**PROBLEM STATEMENT:**
Your reply should hold exactly the lines from the one that contains "pub fn serialize<S>(level: &Level, serializer: S)" through the end of the data. Repeat them word for word.

**DATASET EXCERPTS:**

______

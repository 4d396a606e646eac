use serde::{Deserialize, Serialize};
use serde_json::{json, Map, Value};
use std::{
	fmt::{self, Display},
	time::{Duration, Instant},
};

use crate::{error::Error, request_id::ClientId};

pub const JSONRPC_VERSION: &str = "2.0";

/// Upstream methods and notifications of the two standing subscriptions
pub const SUBSCRIBE_FINALIZED_HEADS: &str = "chain_subscribeFinalizedHeads";
pub const UNSUBSCRIBE_FINALIZED_HEADS: &str = "chain_unsubscribeFinalizedHeads";
pub const FINALIZED_HEAD_NOTIFICATION: &str = "chain_finalizedHead";
pub const SUBSCRIBE_JUSTIFICATIONS: &str = "grandpa_subscribeJustifications";
pub const UNSUBSCRIBE_JUSTIFICATIONS: &str = "grandpa_unsubscribeJustifications";
pub const JUSTIFICATION_NOTIFICATION: &str = "grandpa_justifications";

#[derive(Serialize, Deserialize, Debug, Clone, Copy, PartialEq, Eq, Hash)]
#[serde(rename_all = "kebab-case")]
pub enum Topic {
	FinalizedHeadStream,
	JustificationStream,
}

impl Topic {
	pub const ALL: [Topic; 2] = [Topic::FinalizedHeadStream, Topic::JustificationStream];

	pub fn name(&self) -> &'static str {
		match self {
			Topic::FinalizedHeadStream => "finalized-head-stream",
			Topic::JustificationStream => "justification-stream",
		}
	}

	pub fn subscribe_method(&self) -> &'static str {
		match self {
			Topic::FinalizedHeadStream => SUBSCRIBE_FINALIZED_HEADS,
			Topic::JustificationStream => SUBSCRIBE_JUSTIFICATIONS,
		}
	}

	pub fn from_subscribe_method(method: &str) -> Option<Self> {
		Self::ALL
			.into_iter()
			.find(|topic| topic.subscribe_method() == method)
	}

	pub fn from_unsubscribe_method(method: &str) -> Option<Self> {
		match method {
			UNSUBSCRIBE_FINALIZED_HEADS => Some(Topic::FinalizedHeadStream),
			UNSUBSCRIBE_JUSTIFICATIONS => Some(Topic::JustificationStream),
			_ => None,
		}
	}

	pub fn from_notification_method(method: &str) -> Option<Self> {
		match method {
			FINALIZED_HEAD_NOTIFICATION => Some(Topic::FinalizedHeadStream),
			JUSTIFICATION_NOTIFICATION => Some(Topic::JustificationStream),
			_ => None,
		}
	}
}

impl Display for Topic {
	fn fmt(&self, f: &mut fmt::Formatter<'_>) -> fmt::Result {
		f.write_str(self.name())
	}
}

/// JSON-RPC 2.0 request as received from a client
#[derive(Serialize, Deserialize, Debug, Clone, PartialEq)]
pub struct Request {
	pub jsonrpc: String,
	#[serde(default, skip_serializing_if = "Option::is_none")]
	pub id: Option<ClientId>,
	pub method: String,
	#[serde(default, skip_serializing_if = "Option::is_none")]
	pub params: Option<Value>,
}

impl TryFrom<&str> for Request {
	type Error = Error;

	fn try_from(text: &str) -> Result<Self, Self::Error> {
		let request: Request =
			serde_json::from_str(text).map_err(|error| Error::MalformedRequest(error.to_string()))?;
		if request.jsonrpc != JSONRPC_VERSION {
			return Err(Error::MalformedRequest(format!(
				"Unsupported jsonrpc version {:?}",
				request.jsonrpc
			)));
		}
		Ok(request)
	}
}

impl Request {
	pub fn new(id: Option<ClientId>, method: &str, params: Option<Value>) -> Self {
		Request {
			jsonrpc: JSONRPC_VERSION.to_string(),
			id,
			method: method.to_string(),
			params,
		}
	}

	/// Serializes the request with its `id` replaced by the given upstream value
	pub fn to_upstream(&self, id: &str) -> Result<String, Error> {
		let mut frame = json!({
			"jsonrpc": JSONRPC_VERSION,
			"id": id,
			"method": self.method,
		});
		if let Some(params) = &self.params {
			frame["params"] = params.clone();
		}
		serde_json::to_string(&frame).map_err(|error| Error::MalformedRequest(error.to_string()))
	}

	pub fn fingerprint(&self) -> Result<Fingerprint, Error> {
		Fingerprint::new(&self.method, self.params.as_ref())
	}
}

/// Normalized identity of a call, independent of the envelope `id` and `jsonrpc` fields.
#[derive(Serialize, Deserialize, Debug, Clone, PartialEq, Eq, Hash)]
#[serde(transparent)]
pub struct Fingerprint(String);

impl Fingerprint {
	pub fn new(method: &str, params: Option<&Value>) -> Result<Self, Error> {
		#[derive(Serialize)]
		struct Call<'a> {
			method: &'a str,
			#[serde(skip_serializing_if = "Option::is_none")]
			params: Option<&'a Value>,
		}

		// object keys are sorted by `serde_json::Map`, nested params included
		serde_json::to_string(&Call { method, params })
			.map(Fingerprint)
			.map_err(|error| Error::MalformedRequest(error.to_string()))
	}

	pub fn as_str(&self) -> &str {
		&self.0
	}
}

impl Display for Fingerprint {
	fn fmt(&self, f: &mut fmt::Formatter<'_>) -> fmt::Result {
		f.write_str(&self.0)
	}
}

/// Opaque JSON-RPC envelope received from the upstream node
#[derive(Serialize, Deserialize, Debug, Clone, PartialEq)]
#[serde(transparent)]
pub struct Frame(pub Map<String, Value>);

impl Frame {
	pub fn id(&self) -> Option<&Value> {
		self.0.get("id").filter(|id| !id.is_null())
	}

	pub fn method(&self) -> Option<&str> {
		self.0.get("method").and_then(Value::as_str)
	}

	pub fn result(&self) -> Value {
		self.0.get("result").cloned().unwrap_or(Value::Null)
	}

	/// Notification params are considered present when not null and not empty
	pub fn has_params(&self) -> bool {
		match self.0.get("params") {
			None | Some(Value::Null) => false,
			Some(Value::Array(params)) => !params.is_empty(),
			Some(Value::Object(params)) => !params.is_empty(),
			Some(_) => true,
		}
	}

	pub fn with_id(mut self, id: &ClientId) -> Self {
		self.0.insert("id".to_string(), id.into());
		self
	}

	pub fn response(id: &ClientId, result: Value) -> Self {
		let mut frame = Map::new();
		frame.insert("jsonrpc".to_string(), JSONRPC_VERSION.into());
		frame.insert("id".to_string(), id.into());
		frame.insert("result".to_string(), result);
		Frame(frame)
	}

	pub fn error(id: &ClientId, error: &Error) -> Self {
		let mut frame = Map::new();
		frame.insert("jsonrpc".to_string(), JSONRPC_VERSION.into());
		frame.insert("id".to_string(), id.into());
		frame.insert(
			"error".to_string(),
			json!({ "code": error.code(), "message": error.to_string() }),
		);
		Frame(frame)
	}

	pub fn to_text(&self) -> Result<String, Error> {
		serde_json::to_string(&self.0).map_err(|error| Error::MalformedRequest(error.to_string()))
	}
}

impl TryFrom<&str> for Frame {
	type Error = serde_json::Error;

	fn try_from(text: &str) -> Result<Self, Self::Error> {
		serde_json::from_str(text)
	}
}

/// Subscription notification pushed by the upstream node
#[derive(Debug, Clone, PartialEq)]
pub struct Notification {
	pub topic: Topic,
	pub frame: Frame,
}

pub struct TimeToLive(pub Duration);

impl TimeToLive {
	/// Expiry at instant from now
	pub fn expires(&self) -> Option<Instant> {
		Instant::now().checked_add(self.0)
	}
}

pub mod tracing_level_format {
	use serde::{self, Deserialize, Deserializer, Serializer};
	use std::str::FromStr;
	use tracing::Level;

	pub fn serialize<S>(level: &Level, serializer: S) -> Result<S::Ok, S::Error>
	where
		S: Serializer,
	{
		serializer.serialize_str(&level.to_string())
	}

	pub fn deserialize<'de, D>(deserializer: D) -> Result<Level, D::Error>
	where
		D: Deserializer<'de>,
	{
		let value = String::deserialize(deserializer)?;
		Level::from_str(&value).map_err(serde::de::Error::custom)
	}
}

pub mod duration_seconds_format {
	use serde::{self, Deserialize, Deserializer, Serializer};
	use std::time::Duration;

	pub fn serialize<S>(duration: &Duration, serializer: S) -> Result<S::Ok, S::Error>
	where
		S: Serializer,
	{
		serializer.serialize_u64(duration.as_secs())
	}

	pub fn deserialize<'de, D>(deserializer: D) -> Result<Duration, D::Error>
	where
		D: Deserializer<'de>,
	{
		let value = u64::deserialize(deserializer)?;
		Ok(Duration::from_secs(value))
	}
}

pub mod duration_millis_format {
	use serde::{self, Deserialize, Deserializer, Serializer};
	use std::time::Duration;

	pub fn serialize<S>(duration: &Duration, serializer: S) -> Result<S::Ok, S::Error>
	where
		S: Serializer,
	{
		serializer.serialize_u64(duration.as_millis() as u64)
	}

	pub fn deserialize<'de, D>(deserializer: D) -> Result<Duration, D::Error>
	where
		D: Deserializer<'de>,
	{
		let value = u64::deserialize(deserializer)?;
		Ok(Duration::from_millis(value))
	}
}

______

**SOLUTION TO THIS EXERCISE:**
	pub fn serialize<S>(level: &Level, serializer: S) -> Result<S::Ok, S::Error>
	where
		S: Serializer,
	{
		serializer.serialize_str(&level.to_string())
	}

	pub fn deserialize<'de, D>(deserializer: D) -> Result<Level, D::Error>
	where
		D: Deserializer<'de>,
	{
		let value = String::deserialize(deserializer)?;
		Level::from_str(&value).map_err(serde::de::Error::custom)
	}
}

pub mod duration_seconds_format {
	use serde::{self, Deserialize, Deserializer, Serializer};
	use std::time::Duration;

	pub fn serialize<S>(duration: &Duration, serializer: S) -> Result<S::Ok, S::Error>
	where
		S: Serializer,
	{
		serializer.serialize_u64(duration.as_secs())
	}

	pub fn deserialize<'de, D>(deserializer: D) -> Result<Duration, D::Error>
	where
		D: Deserializer<'de>,
	{
		let value = u64::deserialize(deserializer)?;
		Ok(Duration::from_secs(value))
	}
}

pub mod duration_millis_format {
	use serde::{self, Deserialize, Deserializer, Serializer};
	use std::time::Duration;

	pub fn serialize<S>(duration: &Duration, serializer: S) -> Result<S::Ok, S::Error>
	where
		S: Serializer,
	{
		serializer.serialize_u64(duration.as_millis() as u64)
	}

	pub fn deserialize<'de, D>(deserializer: D) -> Result<Duration, D::Error>
	where
		D: Deserializer<'de>,
	{
		let value = u64::deserialize(deserializer)?;
		Ok(Duration::from_millis(value))
	}
}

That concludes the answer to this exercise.